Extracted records
# # # # # # #
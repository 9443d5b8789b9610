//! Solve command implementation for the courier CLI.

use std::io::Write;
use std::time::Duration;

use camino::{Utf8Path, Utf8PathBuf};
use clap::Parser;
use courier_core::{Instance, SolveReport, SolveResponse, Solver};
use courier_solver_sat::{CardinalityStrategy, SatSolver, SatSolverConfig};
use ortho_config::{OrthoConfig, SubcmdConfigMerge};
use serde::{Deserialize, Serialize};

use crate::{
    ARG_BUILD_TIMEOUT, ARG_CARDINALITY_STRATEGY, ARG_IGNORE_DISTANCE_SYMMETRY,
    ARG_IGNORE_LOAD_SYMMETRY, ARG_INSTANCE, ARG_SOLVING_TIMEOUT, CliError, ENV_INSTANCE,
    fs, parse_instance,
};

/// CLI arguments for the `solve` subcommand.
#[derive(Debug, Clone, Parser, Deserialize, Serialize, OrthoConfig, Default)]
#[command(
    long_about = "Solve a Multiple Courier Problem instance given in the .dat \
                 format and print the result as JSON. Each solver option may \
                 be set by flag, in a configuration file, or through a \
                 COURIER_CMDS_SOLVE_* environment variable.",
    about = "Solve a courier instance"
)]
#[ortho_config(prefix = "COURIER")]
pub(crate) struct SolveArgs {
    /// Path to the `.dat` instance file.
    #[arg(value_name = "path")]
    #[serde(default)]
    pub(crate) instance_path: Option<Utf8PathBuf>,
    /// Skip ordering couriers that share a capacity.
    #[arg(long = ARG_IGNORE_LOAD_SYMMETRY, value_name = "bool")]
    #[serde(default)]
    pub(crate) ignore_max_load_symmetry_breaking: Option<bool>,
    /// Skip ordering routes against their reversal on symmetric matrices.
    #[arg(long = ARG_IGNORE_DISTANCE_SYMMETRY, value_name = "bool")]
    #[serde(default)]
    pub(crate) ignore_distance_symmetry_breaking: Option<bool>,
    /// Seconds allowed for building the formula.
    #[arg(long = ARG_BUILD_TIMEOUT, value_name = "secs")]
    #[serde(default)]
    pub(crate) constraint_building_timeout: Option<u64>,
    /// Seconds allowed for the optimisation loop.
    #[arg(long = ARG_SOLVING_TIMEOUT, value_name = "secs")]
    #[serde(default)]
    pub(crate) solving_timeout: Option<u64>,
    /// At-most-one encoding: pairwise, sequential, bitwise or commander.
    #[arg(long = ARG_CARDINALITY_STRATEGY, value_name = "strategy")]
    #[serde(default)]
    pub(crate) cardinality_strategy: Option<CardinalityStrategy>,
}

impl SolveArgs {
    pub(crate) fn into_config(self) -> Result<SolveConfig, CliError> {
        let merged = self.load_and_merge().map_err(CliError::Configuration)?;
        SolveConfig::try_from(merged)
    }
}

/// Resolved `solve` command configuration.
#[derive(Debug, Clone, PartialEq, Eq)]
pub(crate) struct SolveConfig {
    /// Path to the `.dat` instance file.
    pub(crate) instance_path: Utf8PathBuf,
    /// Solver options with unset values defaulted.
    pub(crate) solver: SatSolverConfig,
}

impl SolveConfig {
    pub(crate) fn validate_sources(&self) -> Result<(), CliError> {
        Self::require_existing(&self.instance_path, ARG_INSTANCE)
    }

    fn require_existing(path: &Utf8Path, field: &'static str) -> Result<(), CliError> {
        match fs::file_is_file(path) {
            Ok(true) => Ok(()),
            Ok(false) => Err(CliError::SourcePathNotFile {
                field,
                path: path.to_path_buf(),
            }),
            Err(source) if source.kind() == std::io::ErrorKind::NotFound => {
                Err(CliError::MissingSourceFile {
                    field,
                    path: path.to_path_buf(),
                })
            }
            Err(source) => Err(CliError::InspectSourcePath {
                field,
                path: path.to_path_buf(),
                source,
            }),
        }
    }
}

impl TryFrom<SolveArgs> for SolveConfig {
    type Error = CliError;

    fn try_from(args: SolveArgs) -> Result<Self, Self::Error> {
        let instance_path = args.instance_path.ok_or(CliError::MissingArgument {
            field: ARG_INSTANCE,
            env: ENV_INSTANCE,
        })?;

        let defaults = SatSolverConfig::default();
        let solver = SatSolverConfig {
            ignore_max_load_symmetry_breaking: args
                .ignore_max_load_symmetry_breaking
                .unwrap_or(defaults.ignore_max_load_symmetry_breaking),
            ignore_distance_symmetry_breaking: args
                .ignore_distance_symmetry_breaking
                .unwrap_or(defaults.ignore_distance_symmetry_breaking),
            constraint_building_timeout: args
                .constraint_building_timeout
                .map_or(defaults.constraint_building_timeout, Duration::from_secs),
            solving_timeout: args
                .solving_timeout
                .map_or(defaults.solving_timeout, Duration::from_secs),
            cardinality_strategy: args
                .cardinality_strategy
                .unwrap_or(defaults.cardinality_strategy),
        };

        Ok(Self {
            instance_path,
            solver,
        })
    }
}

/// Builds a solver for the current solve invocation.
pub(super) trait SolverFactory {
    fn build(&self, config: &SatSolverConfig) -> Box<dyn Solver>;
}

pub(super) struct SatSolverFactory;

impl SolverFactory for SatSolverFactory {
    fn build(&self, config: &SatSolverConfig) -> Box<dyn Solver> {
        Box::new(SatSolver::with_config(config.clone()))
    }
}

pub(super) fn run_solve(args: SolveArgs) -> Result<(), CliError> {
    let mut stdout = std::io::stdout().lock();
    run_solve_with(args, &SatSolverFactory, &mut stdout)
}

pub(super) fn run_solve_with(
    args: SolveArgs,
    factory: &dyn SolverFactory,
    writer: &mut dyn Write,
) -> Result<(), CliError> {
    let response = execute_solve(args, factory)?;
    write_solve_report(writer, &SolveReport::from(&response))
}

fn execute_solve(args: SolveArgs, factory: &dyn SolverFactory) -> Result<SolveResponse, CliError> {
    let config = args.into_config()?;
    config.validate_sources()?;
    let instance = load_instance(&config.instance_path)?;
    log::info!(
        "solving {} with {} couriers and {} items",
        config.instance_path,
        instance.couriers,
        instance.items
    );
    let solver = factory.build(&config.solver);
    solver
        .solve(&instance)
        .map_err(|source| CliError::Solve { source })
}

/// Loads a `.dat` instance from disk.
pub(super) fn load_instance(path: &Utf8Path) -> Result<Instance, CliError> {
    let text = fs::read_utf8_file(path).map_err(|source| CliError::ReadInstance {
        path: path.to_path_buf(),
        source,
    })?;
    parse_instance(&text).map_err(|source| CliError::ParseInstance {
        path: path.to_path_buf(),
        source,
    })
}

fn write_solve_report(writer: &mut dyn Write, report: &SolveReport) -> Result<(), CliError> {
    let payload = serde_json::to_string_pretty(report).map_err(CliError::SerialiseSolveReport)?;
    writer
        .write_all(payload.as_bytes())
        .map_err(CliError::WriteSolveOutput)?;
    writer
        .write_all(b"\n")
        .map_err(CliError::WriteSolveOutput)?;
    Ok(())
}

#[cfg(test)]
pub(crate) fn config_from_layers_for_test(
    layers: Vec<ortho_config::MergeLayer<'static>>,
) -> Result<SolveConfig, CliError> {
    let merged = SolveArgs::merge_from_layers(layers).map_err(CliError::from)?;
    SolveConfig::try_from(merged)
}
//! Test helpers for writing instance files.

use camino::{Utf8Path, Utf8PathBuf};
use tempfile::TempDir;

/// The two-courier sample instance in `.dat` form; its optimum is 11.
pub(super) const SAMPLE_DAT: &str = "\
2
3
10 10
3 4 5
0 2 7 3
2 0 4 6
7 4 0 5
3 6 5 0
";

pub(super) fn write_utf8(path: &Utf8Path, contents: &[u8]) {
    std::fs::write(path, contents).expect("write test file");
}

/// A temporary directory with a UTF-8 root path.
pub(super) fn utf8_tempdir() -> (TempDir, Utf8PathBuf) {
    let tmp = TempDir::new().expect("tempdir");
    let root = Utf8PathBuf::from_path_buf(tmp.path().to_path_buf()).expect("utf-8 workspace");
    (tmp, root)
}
# # # # # # #
**Work required**:
Give again, word for word, the records from their first line to the one with "#[arg(long = ARG_IGNORE_LOAD_SYMMETRY, value_name", and leave out all else.

**Task solution**:
repository 9443d5b8789b9610
//! Solve command implementation for the courier CLI.

use std::io::Write;
use std::time::Duration;

use camino::{Utf8Path, Utf8PathBuf};
use clap::Parser;
use courier_core::{Instance, SolveReport, SolveResponse, Solver};
use courier_solver_sat::{CardinalityStrategy, SatSolver, SatSolverConfig};
use ortho_config::{OrthoConfig, SubcmdConfigMerge};
use serde::{Deserialize, Serialize};

use crate::{
    ARG_BUILD_TIMEOUT, ARG_CARDINALITY_STRATEGY, ARG_IGNORE_DISTANCE_SYMMETRY,
    ARG_IGNORE_LOAD_SYMMETRY, ARG_INSTANCE, ARG_SOLVING_TIMEOUT, CliError, ENV_INSTANCE,
    fs, parse_instance,
};

/// CLI arguments for the `solve` subcommand.
#[derive(Debug, Clone, Parser, Deserialize, Serialize, OrthoConfig, Default)]
#[command(
    long_about = "Solve a Multiple Courier Problem instance given in the .dat \
                 format and print the result as JSON. Each solver option may \
                 be set by flag, in a configuration file, or through a \
                 COURIER_CMDS_SOLVE_* environment variable.",
    about = "Solve a courier instance"
)]
#[ortho_config(prefix = "COURIER")]
pub(crate) struct SolveArgs {
    /// Path to the `.dat` instance file.
    #[arg(value_name = "path")]
    #[serde(default)]
    pub(crate) instance_path: Option<Utf8PathBuf>,
    /// Skip ordering couriers that share a capacity.
    #[arg(long = ARG_IGNORE_LOAD_SYMMETRY, value_name = "bool")]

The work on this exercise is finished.